**Data for processing:**
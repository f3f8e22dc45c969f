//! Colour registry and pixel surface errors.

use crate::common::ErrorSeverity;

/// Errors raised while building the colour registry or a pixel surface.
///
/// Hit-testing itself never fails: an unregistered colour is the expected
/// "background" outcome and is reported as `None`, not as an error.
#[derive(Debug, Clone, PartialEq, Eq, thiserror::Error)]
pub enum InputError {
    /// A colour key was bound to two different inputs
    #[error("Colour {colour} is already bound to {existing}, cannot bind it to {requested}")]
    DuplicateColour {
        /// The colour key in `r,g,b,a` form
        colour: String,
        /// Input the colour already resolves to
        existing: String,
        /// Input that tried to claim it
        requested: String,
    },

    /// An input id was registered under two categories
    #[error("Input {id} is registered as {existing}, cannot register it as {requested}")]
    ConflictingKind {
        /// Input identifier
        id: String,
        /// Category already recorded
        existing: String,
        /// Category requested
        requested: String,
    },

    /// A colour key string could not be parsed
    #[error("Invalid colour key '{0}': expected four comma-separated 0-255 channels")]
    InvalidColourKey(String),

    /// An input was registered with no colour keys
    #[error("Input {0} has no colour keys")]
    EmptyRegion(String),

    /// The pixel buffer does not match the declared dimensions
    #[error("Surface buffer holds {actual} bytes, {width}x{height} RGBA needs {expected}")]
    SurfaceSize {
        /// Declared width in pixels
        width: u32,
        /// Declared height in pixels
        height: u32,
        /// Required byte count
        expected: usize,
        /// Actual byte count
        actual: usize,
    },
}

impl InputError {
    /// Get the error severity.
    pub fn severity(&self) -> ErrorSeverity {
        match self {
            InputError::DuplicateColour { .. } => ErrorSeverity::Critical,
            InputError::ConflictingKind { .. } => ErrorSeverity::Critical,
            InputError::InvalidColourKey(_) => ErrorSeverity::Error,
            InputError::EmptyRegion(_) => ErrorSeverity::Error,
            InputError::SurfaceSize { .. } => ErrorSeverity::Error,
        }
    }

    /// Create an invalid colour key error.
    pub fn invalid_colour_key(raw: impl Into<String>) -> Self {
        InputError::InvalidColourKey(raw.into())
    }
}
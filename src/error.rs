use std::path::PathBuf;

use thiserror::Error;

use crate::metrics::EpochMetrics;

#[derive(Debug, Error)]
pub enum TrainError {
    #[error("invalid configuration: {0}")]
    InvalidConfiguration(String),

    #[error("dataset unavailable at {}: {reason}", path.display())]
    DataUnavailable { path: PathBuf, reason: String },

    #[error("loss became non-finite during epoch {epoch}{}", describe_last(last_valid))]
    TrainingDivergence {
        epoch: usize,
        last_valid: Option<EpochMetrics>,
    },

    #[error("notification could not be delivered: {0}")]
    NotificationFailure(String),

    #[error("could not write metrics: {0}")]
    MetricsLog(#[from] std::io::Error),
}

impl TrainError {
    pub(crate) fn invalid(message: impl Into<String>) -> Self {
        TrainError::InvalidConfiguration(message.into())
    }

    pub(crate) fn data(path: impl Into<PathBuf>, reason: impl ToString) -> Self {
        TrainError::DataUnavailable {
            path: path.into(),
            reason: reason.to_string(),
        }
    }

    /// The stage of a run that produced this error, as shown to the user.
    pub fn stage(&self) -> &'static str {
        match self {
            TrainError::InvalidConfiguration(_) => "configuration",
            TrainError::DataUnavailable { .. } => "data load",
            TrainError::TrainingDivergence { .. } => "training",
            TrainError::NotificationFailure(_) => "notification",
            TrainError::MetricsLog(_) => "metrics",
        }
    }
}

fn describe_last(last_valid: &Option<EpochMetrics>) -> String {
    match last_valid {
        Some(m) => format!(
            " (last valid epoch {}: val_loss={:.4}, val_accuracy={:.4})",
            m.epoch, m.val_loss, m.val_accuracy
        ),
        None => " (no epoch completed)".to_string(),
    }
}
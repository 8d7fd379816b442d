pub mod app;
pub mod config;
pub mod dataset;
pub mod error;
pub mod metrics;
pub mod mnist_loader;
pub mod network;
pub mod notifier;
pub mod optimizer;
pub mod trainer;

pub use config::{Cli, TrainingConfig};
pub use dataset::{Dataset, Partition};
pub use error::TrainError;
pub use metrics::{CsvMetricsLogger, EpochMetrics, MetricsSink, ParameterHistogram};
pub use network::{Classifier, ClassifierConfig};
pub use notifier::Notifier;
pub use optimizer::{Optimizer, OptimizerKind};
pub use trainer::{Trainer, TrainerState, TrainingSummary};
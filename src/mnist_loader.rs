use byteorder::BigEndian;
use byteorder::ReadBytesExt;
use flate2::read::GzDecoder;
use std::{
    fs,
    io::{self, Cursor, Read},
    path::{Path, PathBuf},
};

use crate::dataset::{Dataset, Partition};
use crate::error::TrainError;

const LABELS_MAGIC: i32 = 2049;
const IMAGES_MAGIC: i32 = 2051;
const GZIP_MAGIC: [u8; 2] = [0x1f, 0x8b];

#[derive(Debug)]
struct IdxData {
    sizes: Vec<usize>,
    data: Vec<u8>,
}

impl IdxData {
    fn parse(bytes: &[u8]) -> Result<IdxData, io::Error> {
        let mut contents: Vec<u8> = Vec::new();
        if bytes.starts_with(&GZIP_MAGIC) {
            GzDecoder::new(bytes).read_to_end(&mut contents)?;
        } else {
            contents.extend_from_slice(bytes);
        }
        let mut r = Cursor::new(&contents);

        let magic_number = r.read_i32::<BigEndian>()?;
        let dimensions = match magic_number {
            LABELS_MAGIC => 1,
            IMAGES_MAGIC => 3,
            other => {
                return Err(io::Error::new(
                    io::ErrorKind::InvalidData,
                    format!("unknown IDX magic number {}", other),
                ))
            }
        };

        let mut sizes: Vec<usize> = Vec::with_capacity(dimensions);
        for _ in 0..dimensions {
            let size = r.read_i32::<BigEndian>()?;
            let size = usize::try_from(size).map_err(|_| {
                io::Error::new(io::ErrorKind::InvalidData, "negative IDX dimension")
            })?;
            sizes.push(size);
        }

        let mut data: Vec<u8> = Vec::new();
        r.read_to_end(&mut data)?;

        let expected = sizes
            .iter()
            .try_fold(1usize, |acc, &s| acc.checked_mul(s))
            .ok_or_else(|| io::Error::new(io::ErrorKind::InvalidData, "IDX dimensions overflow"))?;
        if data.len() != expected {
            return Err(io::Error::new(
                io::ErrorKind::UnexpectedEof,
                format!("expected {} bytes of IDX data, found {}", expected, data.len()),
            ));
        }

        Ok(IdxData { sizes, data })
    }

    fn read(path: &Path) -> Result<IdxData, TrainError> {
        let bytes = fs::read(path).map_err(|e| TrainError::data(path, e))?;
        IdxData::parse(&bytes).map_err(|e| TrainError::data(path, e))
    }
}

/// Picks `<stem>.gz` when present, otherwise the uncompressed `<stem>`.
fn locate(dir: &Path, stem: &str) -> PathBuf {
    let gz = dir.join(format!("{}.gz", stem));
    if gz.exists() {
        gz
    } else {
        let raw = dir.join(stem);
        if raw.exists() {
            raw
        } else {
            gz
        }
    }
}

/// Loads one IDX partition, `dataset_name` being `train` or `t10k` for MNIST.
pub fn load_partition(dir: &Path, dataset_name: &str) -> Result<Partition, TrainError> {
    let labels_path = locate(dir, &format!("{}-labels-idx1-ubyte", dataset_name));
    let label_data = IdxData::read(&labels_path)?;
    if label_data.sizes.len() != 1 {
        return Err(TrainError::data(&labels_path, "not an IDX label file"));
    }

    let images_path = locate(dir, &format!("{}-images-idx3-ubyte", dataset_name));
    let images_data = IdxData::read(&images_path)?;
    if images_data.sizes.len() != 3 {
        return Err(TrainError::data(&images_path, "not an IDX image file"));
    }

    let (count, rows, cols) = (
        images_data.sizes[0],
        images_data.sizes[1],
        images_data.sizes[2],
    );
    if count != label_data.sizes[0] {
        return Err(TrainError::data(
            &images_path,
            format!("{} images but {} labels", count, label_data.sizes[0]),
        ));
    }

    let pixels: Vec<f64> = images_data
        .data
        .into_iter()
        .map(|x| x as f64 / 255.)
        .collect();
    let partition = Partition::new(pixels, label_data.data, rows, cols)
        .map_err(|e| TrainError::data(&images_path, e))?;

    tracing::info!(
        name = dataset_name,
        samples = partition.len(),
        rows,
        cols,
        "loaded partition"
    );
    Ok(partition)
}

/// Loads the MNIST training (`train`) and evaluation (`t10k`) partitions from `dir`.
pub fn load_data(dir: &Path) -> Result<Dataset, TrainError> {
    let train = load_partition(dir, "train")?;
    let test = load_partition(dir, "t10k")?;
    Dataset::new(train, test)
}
...
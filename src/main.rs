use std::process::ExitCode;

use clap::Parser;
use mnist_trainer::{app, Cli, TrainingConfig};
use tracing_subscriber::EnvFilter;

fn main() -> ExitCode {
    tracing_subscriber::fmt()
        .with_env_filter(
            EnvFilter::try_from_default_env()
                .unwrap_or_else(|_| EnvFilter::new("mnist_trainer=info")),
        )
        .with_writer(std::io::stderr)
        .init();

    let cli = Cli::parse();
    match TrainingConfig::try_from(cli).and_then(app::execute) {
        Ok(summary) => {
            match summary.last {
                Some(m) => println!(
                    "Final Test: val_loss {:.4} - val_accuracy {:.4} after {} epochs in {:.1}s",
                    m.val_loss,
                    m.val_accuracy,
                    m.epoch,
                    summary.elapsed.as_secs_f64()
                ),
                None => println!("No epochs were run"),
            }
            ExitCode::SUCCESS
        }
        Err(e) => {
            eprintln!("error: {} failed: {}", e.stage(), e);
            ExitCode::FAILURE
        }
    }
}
---
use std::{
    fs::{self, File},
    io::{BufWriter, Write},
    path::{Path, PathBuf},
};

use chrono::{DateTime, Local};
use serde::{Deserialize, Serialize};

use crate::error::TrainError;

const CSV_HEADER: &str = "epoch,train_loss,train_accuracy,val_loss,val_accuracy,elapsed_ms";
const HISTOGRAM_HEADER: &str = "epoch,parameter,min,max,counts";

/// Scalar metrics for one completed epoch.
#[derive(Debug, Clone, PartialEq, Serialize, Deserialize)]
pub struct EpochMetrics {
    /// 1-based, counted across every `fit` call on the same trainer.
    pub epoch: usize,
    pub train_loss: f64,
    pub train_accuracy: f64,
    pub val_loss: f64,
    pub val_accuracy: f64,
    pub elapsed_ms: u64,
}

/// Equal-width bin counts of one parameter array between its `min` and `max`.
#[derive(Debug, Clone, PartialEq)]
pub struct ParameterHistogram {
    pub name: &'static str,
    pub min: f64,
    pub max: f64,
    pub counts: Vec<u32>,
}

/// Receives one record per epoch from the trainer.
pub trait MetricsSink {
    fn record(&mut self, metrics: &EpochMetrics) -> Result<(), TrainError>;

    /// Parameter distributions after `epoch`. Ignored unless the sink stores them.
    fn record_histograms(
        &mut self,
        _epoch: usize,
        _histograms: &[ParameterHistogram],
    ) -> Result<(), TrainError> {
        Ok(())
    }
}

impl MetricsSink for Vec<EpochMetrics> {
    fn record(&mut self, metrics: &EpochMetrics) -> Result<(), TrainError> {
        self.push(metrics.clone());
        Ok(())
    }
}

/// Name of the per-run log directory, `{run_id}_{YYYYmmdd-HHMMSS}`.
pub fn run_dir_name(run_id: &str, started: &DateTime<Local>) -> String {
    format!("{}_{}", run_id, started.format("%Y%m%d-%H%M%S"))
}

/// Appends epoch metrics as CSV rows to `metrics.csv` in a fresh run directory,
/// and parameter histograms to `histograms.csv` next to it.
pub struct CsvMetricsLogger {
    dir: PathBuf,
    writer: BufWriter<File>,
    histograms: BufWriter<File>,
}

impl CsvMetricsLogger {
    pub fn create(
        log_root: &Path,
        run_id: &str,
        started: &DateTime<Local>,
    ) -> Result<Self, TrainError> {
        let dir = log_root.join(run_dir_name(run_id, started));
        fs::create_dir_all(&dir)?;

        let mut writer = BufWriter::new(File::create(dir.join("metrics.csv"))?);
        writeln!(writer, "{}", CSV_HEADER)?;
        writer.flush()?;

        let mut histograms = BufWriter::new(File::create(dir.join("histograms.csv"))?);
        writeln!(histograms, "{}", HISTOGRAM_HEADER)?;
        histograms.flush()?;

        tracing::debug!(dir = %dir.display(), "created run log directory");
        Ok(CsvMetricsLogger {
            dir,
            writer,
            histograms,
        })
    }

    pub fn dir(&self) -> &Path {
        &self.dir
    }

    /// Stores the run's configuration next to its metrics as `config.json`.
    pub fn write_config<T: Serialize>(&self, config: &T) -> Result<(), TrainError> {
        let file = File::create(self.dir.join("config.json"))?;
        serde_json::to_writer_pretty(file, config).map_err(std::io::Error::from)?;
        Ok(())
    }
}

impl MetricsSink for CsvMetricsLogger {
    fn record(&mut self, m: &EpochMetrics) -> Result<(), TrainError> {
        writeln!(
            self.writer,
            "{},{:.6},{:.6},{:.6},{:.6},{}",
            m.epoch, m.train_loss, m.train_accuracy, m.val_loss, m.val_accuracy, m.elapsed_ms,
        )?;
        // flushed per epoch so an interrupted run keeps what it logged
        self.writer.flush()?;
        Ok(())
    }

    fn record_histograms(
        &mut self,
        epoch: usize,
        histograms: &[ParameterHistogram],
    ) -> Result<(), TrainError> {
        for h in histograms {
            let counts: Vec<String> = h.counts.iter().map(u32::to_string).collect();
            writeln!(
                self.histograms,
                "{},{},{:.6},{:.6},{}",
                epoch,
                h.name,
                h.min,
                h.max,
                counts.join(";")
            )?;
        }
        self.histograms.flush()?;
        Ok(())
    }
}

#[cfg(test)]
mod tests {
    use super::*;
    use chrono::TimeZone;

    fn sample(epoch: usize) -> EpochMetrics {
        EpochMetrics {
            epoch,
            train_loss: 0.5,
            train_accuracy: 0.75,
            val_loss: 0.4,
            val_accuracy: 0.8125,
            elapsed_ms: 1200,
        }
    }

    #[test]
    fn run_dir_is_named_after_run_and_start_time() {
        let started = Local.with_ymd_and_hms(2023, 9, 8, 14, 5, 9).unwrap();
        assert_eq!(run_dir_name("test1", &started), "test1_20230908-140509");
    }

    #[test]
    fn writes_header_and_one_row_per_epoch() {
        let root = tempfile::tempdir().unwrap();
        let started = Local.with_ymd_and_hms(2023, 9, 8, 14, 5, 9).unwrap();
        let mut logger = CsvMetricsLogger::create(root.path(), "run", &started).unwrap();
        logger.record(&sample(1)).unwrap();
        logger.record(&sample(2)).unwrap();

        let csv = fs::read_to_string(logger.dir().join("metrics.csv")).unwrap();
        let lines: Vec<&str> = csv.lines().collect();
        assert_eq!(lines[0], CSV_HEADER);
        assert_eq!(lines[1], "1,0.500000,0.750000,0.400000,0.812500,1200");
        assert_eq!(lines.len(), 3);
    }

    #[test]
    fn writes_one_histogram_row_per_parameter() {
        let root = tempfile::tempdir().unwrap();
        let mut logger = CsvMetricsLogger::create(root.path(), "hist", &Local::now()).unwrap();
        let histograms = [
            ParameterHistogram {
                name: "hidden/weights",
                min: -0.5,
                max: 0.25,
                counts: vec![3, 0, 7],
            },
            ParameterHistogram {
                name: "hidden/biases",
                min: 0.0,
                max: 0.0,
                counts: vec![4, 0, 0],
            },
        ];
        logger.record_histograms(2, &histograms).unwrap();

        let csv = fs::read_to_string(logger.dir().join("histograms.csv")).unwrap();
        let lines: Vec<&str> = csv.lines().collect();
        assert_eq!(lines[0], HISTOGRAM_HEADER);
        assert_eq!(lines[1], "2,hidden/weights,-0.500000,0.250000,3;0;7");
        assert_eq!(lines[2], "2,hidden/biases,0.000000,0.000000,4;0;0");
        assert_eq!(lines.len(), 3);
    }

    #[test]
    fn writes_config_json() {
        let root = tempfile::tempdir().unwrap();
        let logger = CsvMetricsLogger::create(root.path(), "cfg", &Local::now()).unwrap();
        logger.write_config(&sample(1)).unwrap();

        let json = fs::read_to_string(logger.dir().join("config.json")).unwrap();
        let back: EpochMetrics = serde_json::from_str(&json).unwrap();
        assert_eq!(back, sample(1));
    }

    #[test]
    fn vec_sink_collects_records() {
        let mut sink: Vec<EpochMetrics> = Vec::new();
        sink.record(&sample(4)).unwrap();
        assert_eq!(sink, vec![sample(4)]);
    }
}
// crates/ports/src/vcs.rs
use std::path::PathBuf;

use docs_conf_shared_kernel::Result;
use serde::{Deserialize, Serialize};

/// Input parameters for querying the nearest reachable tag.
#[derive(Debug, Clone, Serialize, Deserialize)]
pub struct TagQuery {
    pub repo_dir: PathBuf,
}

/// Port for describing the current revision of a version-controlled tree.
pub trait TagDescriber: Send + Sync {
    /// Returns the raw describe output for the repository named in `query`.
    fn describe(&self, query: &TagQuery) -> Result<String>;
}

**Exercise description:** Copy each line in the data that holds the word "optimizer".

**Expected answer:**
pub mod optimizer;
pub use optimizer::{Optimizer, OptimizerKind};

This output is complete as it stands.